Farming in Eastern Ethiopia
The Guardian has a slideshow on small-scale farming in Ethiopia, mostly showcasing the Wrold Food Programme’s Meret project. Which is great, if it draws attention to the ways in which the Ethiopian people are working to make themselves more food secure. But (and there’s always a but, because we always want more) can you really trust the information in the picture captions? Slide 6, for example; is that really pigeon pea the women are harvesting? Doesn’t look like it to me. And slide 13? The plants shown are said to include “false banana (it looks like a banana tree, but is actually cassava)”.

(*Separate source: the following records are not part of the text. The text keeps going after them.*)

//! HTTP message head parser (C4).
//!
//! Deliberately lenient: a malformed first line fills in defaults
//! rather than failing, per spec.md §4.4 and §9's "parser leniency"
//! guidance. This mirrors `examples/original_source/proxyserver.py`'s
//! own `str.split()`-based parsing, which never raises on a short or
//! empty line.

/// A parsed request (or CONNECT) head: first line plus headers. Body
/// bytes are handled separately by the caller (this only splits the
/// head off of a raw buffer).
#[derive(Debug, Clone, PartialEq, Eq)]
pub struct RequestHead {
    pub method: String,
    pub path: String,
    pub version: String,
    /// Insertion order preserved; duplicate names keep the last write,
    /// per spec.md §4.4.
    pub headers: Vec<(String, String)>,
}

const DEFAULT_METHOD: &str = "UNKNOWN";
const DEFAULT_PATH: &str = "/";
const DEFAULT_VERSION: &str = "HTTP/1.1";

/// Split `buf` into head bytes and body bytes at the first `\r\n\r\n`
/// (falling back to `\n\n` for clients that send bare LFs). If no
/// separator is found, the whole buffer is treated as head with an
/// empty body.
pub fn split_head_body(buf: &[u8]) -> (&[u8], &[u8]) {
    if let Some(pos) = find_subslice(buf, b"\r\n\r\n") {
        return (&buf[..pos], &buf[pos + 4..]);
    }
    if let Some(pos) = find_subslice(buf, b"\n\n") {
        return (&buf[..pos], &buf[pos + 2..]);
    }
    (buf, &[])
}

fn find_subslice(haystack: &[u8], needle: &[u8]) -> Option<usize> {
    haystack.windows(needle.len()).position(|w| w == needle)
}

/// Parse a head (first line + headers) decoded as UTF-8 with
/// replacement, per spec.md §4.6 S3.
pub fn parse_head(head: &str) -> RequestHead {
    let mut lines = head.split("\r\n").flat_map(|l| l.split('\n'));
    let first_line = lines.next().unwrap_or("");
    let (method, path, version) = parse_first_line(first_line);

    let mut headers: Vec<(String, String)> = Vec::new();
    for line in lines {
        let line = line.trim_end_matches('\r');
        if line.is_empty() {
            continue;
        }
        let Some((name, value)) = line.split_once(':') else {
            continue;
        };
        let name = name.trim().to_string();
        let value = value.trim().to_string();
        if let Some(existing) = headers.iter_mut().find(|(n, _)| n.eq_ignore_ascii_case(&name)) {
            existing.1 = value;
        } else {
            headers.push((name, value));
        }
    }

    RequestHead {
        method,
        path,
        version,
        headers,
    }
}

fn parse_first_line(line: &str) -> (String, String, String) {
    let mut parts = line.split_whitespace();
    let method = parts.next().unwrap_or(DEFAULT_METHOD).to_string();
    let path = parts.next().unwrap_or(DEFAULT_PATH).to_string();
    let version = parts.next().unwrap_or(DEFAULT_VERSION).to_string();
    (method, path, version)
}

/// `true` iff `first_line`'s method token is `CONNECT`.
pub fn is_connect(first_line: &str) -> bool {
    first_line
        .split_whitespace()
        .next()
        .is_some_and(|m| m.eq_ignore_ascii_case("CONNECT"))
}

/// Extract the hostname from a CONNECT line's `host:port` target,
/// dropping the port. Returns `None` if there is no second token.
/// A target with no `:port` still yields a hostname (spec.md §8).
pub fn extract_hostname(first_line: &str) -> Option<String> {
    let target = first_line.split_whitespace().nth(1)?;
    match target.rsplit_once(':') {
        Some((host, port)) if port.chars().all(|c| c.is_ascii_digit()) && !port.is_empty() => {
            Some(host.to_string())
        }
        _ => Some(target.to_string()),
    }
}

/// Look up a header by case-insensitive name, returning the first
/// match (headers are already last-write-wins by the time they reach
/// here).
pub fn header_value<'a>(headers: &'a [(String, String)], name: &str) -> Option<&'a str> {
    headers
        .iter()
        .find(|(n, _)| n.eq_ignore_ascii_case(name))
        .map(|(_, v)| v.as_str())
}

/// Extract a hostname from an absolute-form request URI
/// (`http://host[:port]/path`), used by the plain-HTTP handler when no
/// `Host` header is present (spec.md §4.7).
pub fn hostname_from_absolute_uri(uri: &str) -> Option<String> {
    let without_scheme = uri.split_once("://").map(|(_, rest)| rest).unwrap_or(uri);
    let authority = without_scheme.split(['/', '?', '#']).next()?;
    if authority.is_empty() {
        return None;
    }
    match authority.rsplit_once(':') {
        Some((host, port)) if port.chars().all(|c| c.is_ascii_digit()) && !port.is_empty() => {
            Some(host.to_string())
        }
        _ => Some(authority.to_string()),
    }
}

The pedant will sneer at banana being described as a tree; we’re OK with that. But what is this false banana cassava, “called kobe in Amharic“? ((Come to think of it, the website I got that from is top of the Google search for “false banana cassava”. Can Guardian fact-finding be that lame?)) Many more sources seem to think “false banana” is ensete (Ensete ventricosum). That makes sense. and quite a few refer to the fermented starchy corms of the plant, called kocho. But of a link to Manihot esculenta, not a sign.
What’s that you say? “Look who’s a pedant now?” You clearly don’t understand our thirst for true knowledge. Someone, somewhere must know for sure whether someone, somewhere, truly calls enset cassava.